SOURCE MATERIAL Block Start
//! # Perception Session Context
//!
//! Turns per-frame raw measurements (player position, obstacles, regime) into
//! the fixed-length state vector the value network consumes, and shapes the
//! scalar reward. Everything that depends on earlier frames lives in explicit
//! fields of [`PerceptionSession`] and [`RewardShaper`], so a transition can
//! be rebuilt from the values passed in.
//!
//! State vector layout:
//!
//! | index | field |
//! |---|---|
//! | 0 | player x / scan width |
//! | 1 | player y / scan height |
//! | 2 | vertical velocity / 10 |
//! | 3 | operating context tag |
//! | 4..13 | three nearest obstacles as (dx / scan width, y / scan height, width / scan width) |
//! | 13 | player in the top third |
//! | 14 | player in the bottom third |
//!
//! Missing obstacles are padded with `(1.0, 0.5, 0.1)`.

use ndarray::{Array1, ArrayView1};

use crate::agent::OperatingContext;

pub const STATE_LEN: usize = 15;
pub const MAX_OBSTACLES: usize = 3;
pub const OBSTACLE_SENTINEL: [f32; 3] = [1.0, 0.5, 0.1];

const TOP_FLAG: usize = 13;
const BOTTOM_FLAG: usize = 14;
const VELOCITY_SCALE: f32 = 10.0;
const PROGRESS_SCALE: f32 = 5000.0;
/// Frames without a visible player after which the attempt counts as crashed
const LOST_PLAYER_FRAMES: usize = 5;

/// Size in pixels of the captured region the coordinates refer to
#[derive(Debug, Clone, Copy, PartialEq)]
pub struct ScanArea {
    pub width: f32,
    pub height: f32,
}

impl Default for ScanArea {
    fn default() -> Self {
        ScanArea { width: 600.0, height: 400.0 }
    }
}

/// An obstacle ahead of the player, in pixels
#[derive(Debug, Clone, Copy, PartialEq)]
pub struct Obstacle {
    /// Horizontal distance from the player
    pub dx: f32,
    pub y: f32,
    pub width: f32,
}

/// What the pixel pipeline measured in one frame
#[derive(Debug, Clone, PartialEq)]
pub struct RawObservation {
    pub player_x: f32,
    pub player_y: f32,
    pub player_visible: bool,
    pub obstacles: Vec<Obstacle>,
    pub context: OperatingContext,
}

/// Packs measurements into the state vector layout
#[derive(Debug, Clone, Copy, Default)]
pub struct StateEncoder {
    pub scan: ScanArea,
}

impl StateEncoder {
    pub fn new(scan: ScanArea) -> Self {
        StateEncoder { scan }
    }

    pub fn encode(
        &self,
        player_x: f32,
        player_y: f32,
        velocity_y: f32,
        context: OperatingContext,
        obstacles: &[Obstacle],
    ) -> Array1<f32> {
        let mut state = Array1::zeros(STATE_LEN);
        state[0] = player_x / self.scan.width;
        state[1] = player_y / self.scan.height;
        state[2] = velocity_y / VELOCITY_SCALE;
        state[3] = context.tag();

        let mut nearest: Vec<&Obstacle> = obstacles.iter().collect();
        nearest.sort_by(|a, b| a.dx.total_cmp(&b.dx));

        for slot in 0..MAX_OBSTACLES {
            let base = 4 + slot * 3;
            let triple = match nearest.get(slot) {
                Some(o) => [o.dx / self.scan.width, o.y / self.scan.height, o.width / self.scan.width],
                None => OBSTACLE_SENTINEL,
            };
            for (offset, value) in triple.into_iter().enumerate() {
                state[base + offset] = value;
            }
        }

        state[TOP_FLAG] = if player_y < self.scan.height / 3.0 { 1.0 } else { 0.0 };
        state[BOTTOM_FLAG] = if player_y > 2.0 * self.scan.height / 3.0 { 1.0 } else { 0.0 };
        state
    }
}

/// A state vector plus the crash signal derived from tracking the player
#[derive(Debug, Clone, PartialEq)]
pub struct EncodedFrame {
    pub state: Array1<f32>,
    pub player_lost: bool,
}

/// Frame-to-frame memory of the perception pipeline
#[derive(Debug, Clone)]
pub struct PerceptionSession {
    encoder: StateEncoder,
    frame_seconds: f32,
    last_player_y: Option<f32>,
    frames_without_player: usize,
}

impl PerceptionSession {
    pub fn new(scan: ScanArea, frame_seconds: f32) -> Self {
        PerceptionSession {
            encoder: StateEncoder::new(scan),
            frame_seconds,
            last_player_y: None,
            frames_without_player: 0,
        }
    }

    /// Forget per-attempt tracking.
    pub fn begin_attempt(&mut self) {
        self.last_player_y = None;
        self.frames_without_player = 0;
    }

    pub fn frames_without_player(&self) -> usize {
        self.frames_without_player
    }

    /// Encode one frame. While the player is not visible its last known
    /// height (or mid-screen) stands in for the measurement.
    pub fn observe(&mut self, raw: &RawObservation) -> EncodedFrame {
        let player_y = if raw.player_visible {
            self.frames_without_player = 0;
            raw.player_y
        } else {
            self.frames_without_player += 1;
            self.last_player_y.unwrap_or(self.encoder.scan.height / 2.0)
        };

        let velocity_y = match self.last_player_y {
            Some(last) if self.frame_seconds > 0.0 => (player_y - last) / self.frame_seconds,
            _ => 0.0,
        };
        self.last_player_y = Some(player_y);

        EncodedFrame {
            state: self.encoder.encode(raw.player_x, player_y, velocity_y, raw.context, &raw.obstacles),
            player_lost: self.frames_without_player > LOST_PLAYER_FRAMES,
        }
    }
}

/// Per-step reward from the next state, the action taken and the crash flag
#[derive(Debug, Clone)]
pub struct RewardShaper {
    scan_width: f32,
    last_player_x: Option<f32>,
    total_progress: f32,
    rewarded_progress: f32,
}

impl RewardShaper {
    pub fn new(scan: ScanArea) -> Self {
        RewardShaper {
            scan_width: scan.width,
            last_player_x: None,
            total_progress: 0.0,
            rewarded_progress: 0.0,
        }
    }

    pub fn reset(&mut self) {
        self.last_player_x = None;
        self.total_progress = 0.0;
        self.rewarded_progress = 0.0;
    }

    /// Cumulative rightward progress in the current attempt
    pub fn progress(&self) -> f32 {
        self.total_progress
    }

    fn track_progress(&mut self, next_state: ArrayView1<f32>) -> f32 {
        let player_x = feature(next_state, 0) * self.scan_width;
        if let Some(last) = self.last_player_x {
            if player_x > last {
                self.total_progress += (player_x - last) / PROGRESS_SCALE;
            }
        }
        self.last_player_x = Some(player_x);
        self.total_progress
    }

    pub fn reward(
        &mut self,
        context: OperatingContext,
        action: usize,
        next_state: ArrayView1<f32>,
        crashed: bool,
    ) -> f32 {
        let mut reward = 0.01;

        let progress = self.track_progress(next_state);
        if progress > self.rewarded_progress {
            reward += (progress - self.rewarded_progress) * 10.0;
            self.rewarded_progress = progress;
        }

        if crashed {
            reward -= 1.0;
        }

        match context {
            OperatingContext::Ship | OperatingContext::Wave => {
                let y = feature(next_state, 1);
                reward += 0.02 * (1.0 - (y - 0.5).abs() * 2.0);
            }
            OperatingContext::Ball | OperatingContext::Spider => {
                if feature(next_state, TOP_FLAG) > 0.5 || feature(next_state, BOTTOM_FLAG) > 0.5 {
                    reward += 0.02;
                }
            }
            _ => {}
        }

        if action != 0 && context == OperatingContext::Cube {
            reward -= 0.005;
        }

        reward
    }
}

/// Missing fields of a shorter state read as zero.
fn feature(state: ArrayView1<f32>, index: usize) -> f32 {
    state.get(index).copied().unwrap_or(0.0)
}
SOURCE MATERIAL Block End
WHAT YOU WILL DO: Each line from the start of the records through the line holding "a transition can" must be returned exactly; nothing else belongs in the answer.

FINAL ANSWER:
//! # Perception Session Context
//!
//! Turns per-frame raw measurements (player position, obstacles, regime) into
//! the fixed-length state vector the value network consumes, and shapes the
//! scalar reward. Everything that depends on earlier frames lives in explicit
//! fields of [`PerceptionSession`] and [`RewardShaper`], so a transition can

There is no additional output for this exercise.